Low-density exurban development represents a unique form of landscape change motivated by aesthetics and individual choice, whether driven by perceptions of beauty or more broadly as worldviews expressed through outward appearance and actions. However, little is known about how individual preferences for new home sites manifest in landscape patterns of exurbanization. In this study, we examine the extent to which viewscapes - the visible part of a landscape that creates connection between people and their surroundings - drive patterns of development in the Sonoita Plain of Arizona. We mapped the locations of over 2,000 homes built before and after the Great Recession (~2010) and calculated line-of-sight viewscapes of each home with four metrics: viewscape area, privacy (number of visible neighbors), greenness (NDVI), and terrain ruggedness. We found that exurban homes have significantly larger and more private viewscapes compared to suburban homes and what would be expected by chance.

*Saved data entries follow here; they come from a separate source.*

use std::collections::HashMap;

use crate::buffer::FrameId;
use crate::error::{VellumDBError, VellumDBResult};
use crate::utils::cache::Replacer;

#[derive(Debug, Clone)]
struct ClockEntry {
    frame_id: FrameId,
    referenced: bool,
    evictable: bool,
}

impl ClockEntry {
    fn new(frame_id: FrameId) -> Self {
        Self {
            frame_id,
            referenced: false,
            evictable: false,
        }
    }
}

/// Second-chance (clock) replacement.
///
/// Frames live in a fixed circular array scanned by a hand. The victim is the
/// first evictable frame without its reference bit set; set bits encountered
/// along the way are cleared, giving every referenced frame one extra lap.
#[derive(Debug)]
pub struct ClockReplacer {
    evictable_count: usize,
    capacity: usize,
    hand: usize,
    slots: Vec<Option<ClockEntry>>,
    frame_map: HashMap<FrameId, usize>,
}

impl ClockReplacer {
    pub fn new(capacity: usize) -> Self {
        Self {
            evictable_count: 0,
            capacity,
            hand: 0,
            slots: vec![None; capacity],
            frame_map: HashMap::with_capacity(capacity),
        }
    }

    fn free_slot(&self) -> Option<usize> {
        self.slots.iter().position(|slot| slot.is_none())
    }

    fn drop_slot(&mut self, index: usize) {
        if let Some(entry) = self.slots[index].take() {
            self.frame_map.remove(&entry.frame_id);
            if entry.evictable {
                self.evictable_count -= 1;
            }
        }
    }
}

impl Replacer for ClockReplacer {
    fn record_access(&mut self, frame_id: FrameId) -> VellumDBResult<()> {
        if let Some(&index) = self.frame_map.get(&frame_id) {
            if let Some(entry) = &mut self.slots[index] {
                entry.referenced = true;
            }
            return Ok(());
        }

        let Some(index) = self.free_slot() else {
            return Err(VellumDBError::Internal(
                "frame count exceeds replacer capacity".to_string(),
            ));
        };
        // new frames start with the reference bit clear
        self.slots[index] = Some(ClockEntry::new(frame_id));
        self.frame_map.insert(frame_id, index);
        Ok(())
    }

    fn evict(&mut self) -> Option<FrameId> {
        if self.evictable_count == 0 {
            return None;
        }

        let start = self.hand;
        let mut fallback: Option<usize> = None;

        loop {
            if let Some(entry) = &mut self.slots[self.hand] {
                if entry.evictable {
                    if fallback.is_none() {
                        fallback = Some(self.hand);
                    }
                    if !entry.referenced {
                        let frame_id = entry.frame_id;
                        let position = self.hand;
                        self.hand = (self.hand + 1) % self.capacity;
                        self.drop_slot(position);
                        return Some(frame_id);
                    }
                    entry.referenced = false;
                }
            }

            self.hand = (self.hand + 1) % self.capacity;
            if self.hand == start {
                break;
            }
        }

        // every evictable frame had its bit set on entry; take the first seen
        let position = fallback?;
        let frame_id = self.slots[position].as_ref().map(|e| e.frame_id)?;
        self.hand = (position + 1) % self.capacity;
        self.drop_slot(position);
        Some(frame_id)
    }

    fn set_evictable(&mut self, frame_id: FrameId, evictable: bool) -> VellumDBResult<()> {
        let Some(&index) = self.frame_map.get(&frame_id) else {
            return Err(VellumDBError::Internal(format!(
                "frame {} not found",
                frame_id
            )));
        };
        if let Some(entry) = &mut self.slots[index] {
            if !entry.evictable && evictable {
                self.evictable_count += 1;
            } else if entry.evictable && !evictable {
                self.evictable_count -= 1;
            }
            entry.evictable = evictable;
        }
        Ok(())
    }

    fn remove(&mut self, frame_id: FrameId) {
        if let Some(index) = self.frame_map.get(&frame_id).copied() {
            self.drop_slot(index);
        }
    }

    fn size(&self) -> usize {
        self.evictable_count
    }
}

#[cfg(test)]
mod tests {
    use super::*;

    #[test]
    fn sweeps_from_hand() {
        let mut replacer = ClockReplacer::new(3);
        for frame in [1, 2, 3] {
            replacer.record_access(frame).unwrap();
            replacer.set_evictable(frame, true).unwrap();
        }
        assert_eq!(replacer.size(), 3);
        assert_eq!(replacer.evict(), Some(1));
        assert_eq!(replacer.size(), 2);
    }

    #[test]
    fn reference_bit_grants_second_chance() {
        let mut replacer = ClockReplacer::new(3);
        for frame in [1, 2, 3] {
            replacer.record_access(frame).unwrap();
            replacer.set_evictable(frame, true).unwrap();
        }
        // touch frame 1 so its bit is set; the sweep clears it and takes 2
        replacer.record_access(1).unwrap();
        assert_eq!(replacer.evict(), Some(2));
        assert_eq!(replacer.evict(), Some(3));
        assert_eq!(replacer.evict(), Some(1));
    }

    #[test]
    fn pinned_frame_is_skipped() {
        let mut replacer = ClockReplacer::new(5);
        for frame in [1, 2, 3, 4, 5] {
            replacer.record_access(frame).unwrap();
            replacer.set_evictable(frame, true).unwrap();
        }
        replacer.set_evictable(3, false).unwrap();
        assert_eq!(replacer.evict(), Some(1));
        assert_eq!(replacer.evict(), Some(2));
        assert_eq!(replacer.evict(), Some(4));
        assert_eq!(replacer.size(), 1);
    }

    #[test]
    fn all_bits_set_falls_back_to_first_seen() {
        let mut replacer = ClockReplacer::new(2);
        for frame in [1, 2] {
            replacer.record_access(frame).unwrap();
            replacer.set_evictable(frame, true).unwrap();
            replacer.record_access(frame).unwrap();
        }
        // both referenced: first lap clears, fallback takes frame 1
        assert_eq!(replacer.evict(), Some(1));
    }

    #[test]
    fn remove_mid_sweep() {
        let mut replacer = ClockReplacer::new(3);
        for frame in [1, 2, 3] {
            replacer.record_access(frame).unwrap();
            replacer.set_evictable(frame, true).unwrap();
        }
        replacer.remove(2);
        assert_eq!(replacer.size(), 2);
        assert_eq!(replacer.evict(), Some(1));
        assert_eq!(replacer.evict(), Some(3));
    }
}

After 2010, exurban homes were built at locations with yet larger and more private viewscapes even as settlement density increased. An autologistic model of post-2010 settlement patterns showed that viewscape privacy is positively associated with the probability of exurban development after accounting for road proximity and the area and greenness of viewscapes. Application of the predictive model was made possible through a new open-source algorithm that computes spatially continuous, all-possible vantage points (1.3M). Our algorithm allows planners to visualize wall-to-wall spatial patterns of viewscape drivers across a large region and more comprehensively consider the roles that viewscapes play in landscape change.